EXERCISE: Copy each line in the data below that contains the word "once".

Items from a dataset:

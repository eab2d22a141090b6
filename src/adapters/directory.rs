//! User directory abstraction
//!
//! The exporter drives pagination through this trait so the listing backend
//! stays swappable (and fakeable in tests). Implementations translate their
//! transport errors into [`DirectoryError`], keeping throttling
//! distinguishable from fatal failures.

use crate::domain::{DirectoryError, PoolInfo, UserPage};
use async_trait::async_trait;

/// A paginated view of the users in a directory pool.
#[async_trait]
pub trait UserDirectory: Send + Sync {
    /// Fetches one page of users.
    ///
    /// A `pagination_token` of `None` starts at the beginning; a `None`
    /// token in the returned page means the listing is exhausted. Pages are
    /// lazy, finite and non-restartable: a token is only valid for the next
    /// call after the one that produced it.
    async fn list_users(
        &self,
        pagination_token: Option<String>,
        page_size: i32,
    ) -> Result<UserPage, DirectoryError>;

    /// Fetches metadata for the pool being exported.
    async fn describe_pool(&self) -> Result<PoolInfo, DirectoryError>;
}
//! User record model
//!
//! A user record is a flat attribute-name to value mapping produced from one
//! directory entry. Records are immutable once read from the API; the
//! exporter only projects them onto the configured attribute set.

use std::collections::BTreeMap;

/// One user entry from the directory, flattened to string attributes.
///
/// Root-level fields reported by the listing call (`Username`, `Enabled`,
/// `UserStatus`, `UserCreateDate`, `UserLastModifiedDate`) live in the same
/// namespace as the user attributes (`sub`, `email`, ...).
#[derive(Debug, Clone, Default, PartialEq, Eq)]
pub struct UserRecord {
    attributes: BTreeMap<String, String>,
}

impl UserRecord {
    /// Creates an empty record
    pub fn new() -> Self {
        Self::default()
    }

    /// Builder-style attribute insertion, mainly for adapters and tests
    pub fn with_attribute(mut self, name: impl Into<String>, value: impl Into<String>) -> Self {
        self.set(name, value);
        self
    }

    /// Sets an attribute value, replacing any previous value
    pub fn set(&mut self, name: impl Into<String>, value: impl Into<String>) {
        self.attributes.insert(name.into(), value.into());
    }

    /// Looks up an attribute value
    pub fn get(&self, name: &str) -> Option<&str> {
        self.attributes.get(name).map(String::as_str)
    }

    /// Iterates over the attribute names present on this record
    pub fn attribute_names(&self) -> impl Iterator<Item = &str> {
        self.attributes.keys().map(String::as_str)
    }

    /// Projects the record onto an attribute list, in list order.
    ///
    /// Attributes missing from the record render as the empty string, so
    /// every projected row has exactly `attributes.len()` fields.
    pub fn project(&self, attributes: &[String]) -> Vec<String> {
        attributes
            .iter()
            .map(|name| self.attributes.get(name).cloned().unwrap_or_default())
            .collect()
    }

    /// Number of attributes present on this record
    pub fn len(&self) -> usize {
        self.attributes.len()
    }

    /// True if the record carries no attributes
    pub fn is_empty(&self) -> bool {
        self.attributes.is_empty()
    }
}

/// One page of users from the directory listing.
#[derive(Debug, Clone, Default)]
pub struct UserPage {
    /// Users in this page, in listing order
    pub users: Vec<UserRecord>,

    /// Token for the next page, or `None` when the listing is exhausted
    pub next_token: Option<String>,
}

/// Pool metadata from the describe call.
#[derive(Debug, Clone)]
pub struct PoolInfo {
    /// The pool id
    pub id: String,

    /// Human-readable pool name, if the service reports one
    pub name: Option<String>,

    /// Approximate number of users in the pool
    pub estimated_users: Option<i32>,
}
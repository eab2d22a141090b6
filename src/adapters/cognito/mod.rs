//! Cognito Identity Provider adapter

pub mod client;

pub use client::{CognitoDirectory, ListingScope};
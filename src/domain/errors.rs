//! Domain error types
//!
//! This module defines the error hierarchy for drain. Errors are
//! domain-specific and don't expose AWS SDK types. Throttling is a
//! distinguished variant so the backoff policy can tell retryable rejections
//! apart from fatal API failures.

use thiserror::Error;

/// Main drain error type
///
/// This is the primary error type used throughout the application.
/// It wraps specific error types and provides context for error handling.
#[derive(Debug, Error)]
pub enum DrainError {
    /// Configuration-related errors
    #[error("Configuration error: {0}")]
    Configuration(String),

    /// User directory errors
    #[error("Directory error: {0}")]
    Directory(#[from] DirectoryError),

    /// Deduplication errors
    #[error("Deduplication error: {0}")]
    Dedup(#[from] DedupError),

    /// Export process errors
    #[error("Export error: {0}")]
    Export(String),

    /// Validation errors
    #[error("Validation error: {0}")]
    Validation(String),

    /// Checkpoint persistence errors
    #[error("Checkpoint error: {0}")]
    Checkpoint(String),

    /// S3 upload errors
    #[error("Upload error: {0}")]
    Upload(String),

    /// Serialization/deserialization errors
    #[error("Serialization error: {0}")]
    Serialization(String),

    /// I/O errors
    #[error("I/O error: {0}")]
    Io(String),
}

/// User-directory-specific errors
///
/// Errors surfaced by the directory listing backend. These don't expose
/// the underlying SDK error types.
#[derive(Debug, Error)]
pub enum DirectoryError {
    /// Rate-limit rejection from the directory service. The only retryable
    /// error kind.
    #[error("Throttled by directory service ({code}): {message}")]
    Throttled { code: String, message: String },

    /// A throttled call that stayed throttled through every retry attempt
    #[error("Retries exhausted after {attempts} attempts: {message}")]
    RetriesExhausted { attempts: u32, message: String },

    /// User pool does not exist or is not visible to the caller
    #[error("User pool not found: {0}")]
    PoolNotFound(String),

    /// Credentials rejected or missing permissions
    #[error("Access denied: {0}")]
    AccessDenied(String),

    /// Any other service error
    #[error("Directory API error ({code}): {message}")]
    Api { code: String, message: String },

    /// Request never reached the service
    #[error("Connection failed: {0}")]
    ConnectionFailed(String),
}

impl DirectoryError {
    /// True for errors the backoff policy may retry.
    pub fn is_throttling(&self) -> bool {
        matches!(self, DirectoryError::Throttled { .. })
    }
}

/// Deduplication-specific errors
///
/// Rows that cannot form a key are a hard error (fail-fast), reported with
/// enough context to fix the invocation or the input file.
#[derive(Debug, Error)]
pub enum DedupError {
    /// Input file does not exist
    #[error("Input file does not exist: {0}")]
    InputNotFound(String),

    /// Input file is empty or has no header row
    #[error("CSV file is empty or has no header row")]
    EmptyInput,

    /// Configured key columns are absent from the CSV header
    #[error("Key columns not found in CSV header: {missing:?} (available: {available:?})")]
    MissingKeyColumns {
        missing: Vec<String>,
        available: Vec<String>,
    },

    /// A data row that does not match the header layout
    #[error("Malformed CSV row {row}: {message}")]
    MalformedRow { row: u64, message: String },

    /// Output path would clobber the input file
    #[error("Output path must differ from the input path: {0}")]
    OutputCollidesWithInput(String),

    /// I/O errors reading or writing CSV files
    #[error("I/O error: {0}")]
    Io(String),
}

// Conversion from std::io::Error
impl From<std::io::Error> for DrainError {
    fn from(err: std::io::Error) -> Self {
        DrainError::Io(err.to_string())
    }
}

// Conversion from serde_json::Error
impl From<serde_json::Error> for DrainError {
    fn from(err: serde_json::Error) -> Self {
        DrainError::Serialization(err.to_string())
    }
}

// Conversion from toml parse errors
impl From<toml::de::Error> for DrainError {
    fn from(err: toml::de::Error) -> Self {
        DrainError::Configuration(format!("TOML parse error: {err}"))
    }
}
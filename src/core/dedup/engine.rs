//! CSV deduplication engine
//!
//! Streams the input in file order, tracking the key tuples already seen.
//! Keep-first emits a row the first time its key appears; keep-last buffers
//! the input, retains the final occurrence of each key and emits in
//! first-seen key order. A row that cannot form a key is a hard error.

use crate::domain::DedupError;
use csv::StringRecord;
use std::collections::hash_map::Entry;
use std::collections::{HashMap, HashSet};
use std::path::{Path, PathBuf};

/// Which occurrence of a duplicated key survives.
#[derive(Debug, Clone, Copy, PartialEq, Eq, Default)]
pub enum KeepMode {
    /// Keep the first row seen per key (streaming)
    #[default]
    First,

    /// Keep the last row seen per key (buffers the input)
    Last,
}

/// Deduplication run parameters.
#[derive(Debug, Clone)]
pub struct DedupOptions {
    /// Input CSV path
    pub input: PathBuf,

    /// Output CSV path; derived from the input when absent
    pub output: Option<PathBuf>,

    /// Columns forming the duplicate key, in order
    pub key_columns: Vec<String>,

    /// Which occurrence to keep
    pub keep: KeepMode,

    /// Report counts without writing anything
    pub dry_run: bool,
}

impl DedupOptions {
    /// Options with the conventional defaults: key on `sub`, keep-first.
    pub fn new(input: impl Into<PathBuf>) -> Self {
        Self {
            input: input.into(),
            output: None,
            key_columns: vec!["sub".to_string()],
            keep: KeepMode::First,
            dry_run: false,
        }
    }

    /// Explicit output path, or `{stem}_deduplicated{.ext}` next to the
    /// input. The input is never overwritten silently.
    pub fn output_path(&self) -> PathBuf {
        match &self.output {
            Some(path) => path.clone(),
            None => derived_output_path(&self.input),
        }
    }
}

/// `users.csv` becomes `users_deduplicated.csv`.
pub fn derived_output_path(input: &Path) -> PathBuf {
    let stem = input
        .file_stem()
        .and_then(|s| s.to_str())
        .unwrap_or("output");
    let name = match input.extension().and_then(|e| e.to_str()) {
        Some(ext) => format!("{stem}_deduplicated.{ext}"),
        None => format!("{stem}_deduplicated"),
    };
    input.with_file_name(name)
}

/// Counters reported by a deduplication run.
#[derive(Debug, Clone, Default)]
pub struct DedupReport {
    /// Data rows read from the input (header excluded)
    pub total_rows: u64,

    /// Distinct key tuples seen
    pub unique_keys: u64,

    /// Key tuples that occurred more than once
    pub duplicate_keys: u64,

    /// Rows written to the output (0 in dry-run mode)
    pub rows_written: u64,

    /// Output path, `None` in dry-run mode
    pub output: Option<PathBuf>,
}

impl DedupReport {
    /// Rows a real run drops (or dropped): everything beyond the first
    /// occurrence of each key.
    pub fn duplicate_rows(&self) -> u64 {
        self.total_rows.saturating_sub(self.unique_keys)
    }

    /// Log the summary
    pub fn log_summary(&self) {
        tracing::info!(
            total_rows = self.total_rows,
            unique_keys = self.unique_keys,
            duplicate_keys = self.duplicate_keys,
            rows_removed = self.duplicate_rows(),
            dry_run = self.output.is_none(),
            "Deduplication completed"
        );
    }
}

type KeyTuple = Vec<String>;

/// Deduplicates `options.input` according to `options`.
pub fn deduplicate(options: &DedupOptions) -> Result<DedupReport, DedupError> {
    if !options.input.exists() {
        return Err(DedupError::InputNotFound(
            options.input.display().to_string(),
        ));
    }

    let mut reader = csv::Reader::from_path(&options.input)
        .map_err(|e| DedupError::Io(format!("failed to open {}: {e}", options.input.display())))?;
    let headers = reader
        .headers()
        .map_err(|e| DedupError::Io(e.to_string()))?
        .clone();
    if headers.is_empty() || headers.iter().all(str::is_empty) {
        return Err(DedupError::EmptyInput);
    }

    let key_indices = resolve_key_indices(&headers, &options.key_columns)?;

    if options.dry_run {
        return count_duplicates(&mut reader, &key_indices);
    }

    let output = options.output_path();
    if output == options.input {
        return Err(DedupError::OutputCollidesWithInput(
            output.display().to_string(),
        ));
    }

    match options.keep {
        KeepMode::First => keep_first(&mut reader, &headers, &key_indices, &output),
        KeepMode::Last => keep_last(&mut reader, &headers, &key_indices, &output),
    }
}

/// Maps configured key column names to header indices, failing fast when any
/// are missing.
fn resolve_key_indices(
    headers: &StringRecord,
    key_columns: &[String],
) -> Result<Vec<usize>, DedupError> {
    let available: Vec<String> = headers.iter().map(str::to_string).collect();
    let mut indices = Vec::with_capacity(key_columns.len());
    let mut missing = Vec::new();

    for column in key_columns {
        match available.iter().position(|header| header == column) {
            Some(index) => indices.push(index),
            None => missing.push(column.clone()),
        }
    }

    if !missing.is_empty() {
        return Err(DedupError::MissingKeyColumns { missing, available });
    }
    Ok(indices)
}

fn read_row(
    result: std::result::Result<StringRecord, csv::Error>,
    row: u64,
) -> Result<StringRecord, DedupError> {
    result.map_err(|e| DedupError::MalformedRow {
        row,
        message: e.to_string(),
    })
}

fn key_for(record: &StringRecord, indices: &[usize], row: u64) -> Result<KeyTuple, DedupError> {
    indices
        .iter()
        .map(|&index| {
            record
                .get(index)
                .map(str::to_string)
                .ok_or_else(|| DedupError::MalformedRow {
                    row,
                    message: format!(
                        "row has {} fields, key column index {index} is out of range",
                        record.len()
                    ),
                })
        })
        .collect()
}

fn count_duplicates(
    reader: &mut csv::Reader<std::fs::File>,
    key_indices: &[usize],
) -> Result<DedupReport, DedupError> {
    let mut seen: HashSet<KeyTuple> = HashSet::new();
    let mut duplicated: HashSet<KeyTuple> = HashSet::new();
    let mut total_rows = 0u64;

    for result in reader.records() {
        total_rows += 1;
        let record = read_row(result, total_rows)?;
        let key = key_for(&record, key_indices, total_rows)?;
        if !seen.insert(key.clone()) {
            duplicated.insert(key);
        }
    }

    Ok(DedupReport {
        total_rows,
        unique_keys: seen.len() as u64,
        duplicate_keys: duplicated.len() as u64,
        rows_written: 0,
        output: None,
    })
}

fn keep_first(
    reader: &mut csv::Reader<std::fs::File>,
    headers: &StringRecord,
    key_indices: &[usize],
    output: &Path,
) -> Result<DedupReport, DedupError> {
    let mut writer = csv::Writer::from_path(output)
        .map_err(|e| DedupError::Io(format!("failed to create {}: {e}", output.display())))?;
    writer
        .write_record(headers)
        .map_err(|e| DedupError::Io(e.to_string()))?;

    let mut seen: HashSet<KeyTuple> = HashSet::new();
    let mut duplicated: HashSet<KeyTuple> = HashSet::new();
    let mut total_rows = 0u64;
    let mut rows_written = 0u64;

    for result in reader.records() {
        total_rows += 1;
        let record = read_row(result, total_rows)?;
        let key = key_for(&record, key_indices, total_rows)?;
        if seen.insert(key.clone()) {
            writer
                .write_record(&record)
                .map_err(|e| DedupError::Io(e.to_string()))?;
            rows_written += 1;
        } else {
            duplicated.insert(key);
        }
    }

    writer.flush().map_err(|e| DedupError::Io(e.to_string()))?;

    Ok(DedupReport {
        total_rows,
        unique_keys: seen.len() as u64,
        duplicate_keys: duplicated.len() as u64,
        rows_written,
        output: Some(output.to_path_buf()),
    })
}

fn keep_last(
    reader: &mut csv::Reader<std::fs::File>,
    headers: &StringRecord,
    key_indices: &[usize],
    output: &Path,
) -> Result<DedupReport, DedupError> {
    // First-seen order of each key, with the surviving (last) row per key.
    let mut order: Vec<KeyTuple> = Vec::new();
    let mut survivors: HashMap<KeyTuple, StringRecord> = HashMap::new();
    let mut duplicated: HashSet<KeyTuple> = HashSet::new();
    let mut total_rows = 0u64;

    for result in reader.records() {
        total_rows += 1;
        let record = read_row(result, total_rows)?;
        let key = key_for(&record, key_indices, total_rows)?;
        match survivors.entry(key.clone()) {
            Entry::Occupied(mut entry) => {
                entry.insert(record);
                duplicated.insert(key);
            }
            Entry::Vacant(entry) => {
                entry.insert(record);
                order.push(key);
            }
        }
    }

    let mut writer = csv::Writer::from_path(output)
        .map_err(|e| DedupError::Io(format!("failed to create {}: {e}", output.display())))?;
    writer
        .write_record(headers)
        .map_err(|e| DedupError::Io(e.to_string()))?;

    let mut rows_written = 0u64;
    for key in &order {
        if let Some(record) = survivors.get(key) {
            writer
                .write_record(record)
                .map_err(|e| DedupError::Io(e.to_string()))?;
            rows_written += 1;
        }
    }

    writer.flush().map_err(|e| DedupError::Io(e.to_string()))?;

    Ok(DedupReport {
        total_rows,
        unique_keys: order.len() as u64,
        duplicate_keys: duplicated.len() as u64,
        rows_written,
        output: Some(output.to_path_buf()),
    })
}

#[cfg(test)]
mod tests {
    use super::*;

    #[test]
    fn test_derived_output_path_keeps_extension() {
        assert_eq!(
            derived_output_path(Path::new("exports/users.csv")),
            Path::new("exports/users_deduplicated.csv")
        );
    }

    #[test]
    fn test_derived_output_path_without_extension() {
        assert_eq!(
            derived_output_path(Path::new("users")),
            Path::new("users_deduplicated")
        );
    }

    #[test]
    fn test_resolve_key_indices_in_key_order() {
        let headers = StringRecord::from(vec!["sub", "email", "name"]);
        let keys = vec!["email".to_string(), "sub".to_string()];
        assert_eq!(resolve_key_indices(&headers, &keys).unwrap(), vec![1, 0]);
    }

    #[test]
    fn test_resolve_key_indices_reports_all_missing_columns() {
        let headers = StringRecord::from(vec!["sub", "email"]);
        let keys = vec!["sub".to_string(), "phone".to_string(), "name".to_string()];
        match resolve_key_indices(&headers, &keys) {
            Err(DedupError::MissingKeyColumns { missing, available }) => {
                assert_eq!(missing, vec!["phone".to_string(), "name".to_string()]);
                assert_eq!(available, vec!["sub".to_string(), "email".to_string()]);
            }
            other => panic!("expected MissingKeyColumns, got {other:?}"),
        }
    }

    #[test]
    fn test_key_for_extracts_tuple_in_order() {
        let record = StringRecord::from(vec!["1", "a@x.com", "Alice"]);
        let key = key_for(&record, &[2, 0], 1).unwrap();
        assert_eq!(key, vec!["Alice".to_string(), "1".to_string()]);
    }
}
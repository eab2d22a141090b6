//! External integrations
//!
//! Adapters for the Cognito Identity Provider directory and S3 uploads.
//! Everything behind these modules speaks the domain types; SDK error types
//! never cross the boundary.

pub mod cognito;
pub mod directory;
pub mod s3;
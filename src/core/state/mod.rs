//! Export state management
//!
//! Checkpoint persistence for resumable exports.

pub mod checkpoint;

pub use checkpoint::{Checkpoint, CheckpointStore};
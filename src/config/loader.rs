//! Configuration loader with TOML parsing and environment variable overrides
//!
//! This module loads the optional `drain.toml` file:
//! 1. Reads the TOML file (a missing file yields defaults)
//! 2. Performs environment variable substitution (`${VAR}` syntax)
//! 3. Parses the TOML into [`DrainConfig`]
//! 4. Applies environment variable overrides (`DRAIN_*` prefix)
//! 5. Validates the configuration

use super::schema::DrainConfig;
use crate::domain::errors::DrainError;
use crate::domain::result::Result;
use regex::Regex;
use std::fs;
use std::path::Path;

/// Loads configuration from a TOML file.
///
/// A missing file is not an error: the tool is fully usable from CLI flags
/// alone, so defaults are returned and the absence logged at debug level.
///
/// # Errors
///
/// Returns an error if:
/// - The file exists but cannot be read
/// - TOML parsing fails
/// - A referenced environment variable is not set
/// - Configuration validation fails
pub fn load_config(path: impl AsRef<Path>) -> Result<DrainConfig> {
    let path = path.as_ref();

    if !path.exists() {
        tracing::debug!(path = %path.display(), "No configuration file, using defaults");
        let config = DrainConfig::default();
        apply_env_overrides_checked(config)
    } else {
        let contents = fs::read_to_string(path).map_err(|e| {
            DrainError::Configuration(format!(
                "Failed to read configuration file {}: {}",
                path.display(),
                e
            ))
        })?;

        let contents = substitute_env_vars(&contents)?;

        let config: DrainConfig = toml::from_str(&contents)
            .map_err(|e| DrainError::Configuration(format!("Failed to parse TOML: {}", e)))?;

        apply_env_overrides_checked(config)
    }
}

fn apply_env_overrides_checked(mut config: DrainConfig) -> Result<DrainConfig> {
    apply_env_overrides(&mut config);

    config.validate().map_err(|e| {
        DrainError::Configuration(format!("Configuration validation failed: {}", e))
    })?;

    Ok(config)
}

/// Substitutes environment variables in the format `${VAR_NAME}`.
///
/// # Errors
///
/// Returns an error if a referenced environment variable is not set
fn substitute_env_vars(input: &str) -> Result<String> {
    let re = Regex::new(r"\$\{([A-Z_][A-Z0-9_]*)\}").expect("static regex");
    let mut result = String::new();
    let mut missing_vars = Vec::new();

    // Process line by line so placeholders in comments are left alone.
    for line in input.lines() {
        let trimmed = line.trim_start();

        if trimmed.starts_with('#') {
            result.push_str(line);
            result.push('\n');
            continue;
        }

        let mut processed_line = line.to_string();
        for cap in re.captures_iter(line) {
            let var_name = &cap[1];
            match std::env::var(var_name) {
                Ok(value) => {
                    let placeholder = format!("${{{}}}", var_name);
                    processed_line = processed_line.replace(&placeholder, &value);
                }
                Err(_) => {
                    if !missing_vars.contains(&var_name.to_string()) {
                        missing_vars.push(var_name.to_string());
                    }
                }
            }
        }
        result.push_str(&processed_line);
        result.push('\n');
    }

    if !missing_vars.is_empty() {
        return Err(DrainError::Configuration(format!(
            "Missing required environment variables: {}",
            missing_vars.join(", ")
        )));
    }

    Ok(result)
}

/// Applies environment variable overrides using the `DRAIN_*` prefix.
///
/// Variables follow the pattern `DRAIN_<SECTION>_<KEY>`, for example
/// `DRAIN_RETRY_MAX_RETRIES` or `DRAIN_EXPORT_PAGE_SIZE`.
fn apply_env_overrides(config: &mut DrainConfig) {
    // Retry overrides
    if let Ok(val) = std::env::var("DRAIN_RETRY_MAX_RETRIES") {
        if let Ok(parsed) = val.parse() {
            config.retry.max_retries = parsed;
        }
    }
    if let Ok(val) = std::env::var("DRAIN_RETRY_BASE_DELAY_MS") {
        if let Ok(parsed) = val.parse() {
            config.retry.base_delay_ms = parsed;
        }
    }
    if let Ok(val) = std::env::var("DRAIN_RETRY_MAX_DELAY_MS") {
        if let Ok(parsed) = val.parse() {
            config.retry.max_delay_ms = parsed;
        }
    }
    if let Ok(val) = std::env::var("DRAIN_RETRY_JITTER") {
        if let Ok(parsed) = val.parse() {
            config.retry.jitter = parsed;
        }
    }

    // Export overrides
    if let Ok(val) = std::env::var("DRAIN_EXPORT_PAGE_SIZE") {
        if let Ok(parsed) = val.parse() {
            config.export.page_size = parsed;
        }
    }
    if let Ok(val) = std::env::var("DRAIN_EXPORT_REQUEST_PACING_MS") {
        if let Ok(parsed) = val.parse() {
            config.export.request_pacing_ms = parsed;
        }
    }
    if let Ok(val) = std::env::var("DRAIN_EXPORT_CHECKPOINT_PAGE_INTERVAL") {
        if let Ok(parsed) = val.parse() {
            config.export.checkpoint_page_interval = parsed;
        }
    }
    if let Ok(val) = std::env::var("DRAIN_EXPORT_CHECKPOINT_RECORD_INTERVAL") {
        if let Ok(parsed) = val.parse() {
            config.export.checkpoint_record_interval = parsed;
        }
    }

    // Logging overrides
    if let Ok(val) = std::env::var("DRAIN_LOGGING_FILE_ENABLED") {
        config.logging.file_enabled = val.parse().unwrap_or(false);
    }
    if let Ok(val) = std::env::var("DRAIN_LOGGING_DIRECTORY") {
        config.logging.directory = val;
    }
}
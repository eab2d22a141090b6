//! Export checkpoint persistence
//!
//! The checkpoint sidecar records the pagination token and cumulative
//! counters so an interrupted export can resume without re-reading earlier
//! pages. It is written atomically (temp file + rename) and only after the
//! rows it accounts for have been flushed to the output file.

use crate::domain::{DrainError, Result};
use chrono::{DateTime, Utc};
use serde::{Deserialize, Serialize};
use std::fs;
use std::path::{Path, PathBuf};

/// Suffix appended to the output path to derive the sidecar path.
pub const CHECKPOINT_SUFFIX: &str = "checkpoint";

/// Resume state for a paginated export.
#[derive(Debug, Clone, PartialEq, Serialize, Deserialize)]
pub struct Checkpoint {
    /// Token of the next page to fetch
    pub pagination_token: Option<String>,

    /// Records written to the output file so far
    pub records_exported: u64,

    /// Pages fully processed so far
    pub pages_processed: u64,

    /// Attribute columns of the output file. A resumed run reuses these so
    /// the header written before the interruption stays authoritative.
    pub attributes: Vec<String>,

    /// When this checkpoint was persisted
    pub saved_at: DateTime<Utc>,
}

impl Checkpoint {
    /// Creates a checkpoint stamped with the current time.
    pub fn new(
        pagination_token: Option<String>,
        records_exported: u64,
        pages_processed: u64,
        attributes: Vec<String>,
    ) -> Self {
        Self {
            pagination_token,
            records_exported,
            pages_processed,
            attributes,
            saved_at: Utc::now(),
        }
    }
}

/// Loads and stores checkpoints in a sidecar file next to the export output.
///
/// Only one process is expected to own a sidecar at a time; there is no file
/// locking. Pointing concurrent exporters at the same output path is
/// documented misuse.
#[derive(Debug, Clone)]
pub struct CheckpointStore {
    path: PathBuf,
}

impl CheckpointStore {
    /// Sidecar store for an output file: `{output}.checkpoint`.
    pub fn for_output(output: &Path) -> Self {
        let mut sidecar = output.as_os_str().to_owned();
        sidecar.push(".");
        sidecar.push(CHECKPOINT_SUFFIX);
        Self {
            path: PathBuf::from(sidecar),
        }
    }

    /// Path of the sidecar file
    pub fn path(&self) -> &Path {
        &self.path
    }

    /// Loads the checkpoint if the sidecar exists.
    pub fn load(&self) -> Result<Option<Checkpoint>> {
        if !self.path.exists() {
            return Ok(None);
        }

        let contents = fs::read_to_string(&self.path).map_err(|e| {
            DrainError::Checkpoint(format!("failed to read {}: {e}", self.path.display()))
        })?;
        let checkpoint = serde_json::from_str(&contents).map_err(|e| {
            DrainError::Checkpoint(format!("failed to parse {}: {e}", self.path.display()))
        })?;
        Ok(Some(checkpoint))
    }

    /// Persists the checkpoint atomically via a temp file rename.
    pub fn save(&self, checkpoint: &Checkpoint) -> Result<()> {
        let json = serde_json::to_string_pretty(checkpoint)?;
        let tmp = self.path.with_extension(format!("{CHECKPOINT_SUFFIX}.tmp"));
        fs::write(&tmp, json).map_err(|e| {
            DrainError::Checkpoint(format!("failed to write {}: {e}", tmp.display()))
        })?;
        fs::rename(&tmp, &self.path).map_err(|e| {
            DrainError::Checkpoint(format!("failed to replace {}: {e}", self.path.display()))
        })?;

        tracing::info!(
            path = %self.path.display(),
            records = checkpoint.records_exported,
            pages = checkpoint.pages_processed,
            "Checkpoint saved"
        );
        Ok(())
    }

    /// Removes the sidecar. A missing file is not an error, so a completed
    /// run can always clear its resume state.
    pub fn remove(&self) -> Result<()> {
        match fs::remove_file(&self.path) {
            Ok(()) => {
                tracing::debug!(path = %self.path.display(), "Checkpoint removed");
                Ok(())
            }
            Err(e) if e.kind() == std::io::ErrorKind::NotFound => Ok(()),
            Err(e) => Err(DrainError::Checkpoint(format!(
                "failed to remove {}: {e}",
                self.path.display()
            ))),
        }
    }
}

WRITTEN RESPONSE:
//! directory entry. Records are immutable once read from the API; the
    /// Key tuples that occurred more than once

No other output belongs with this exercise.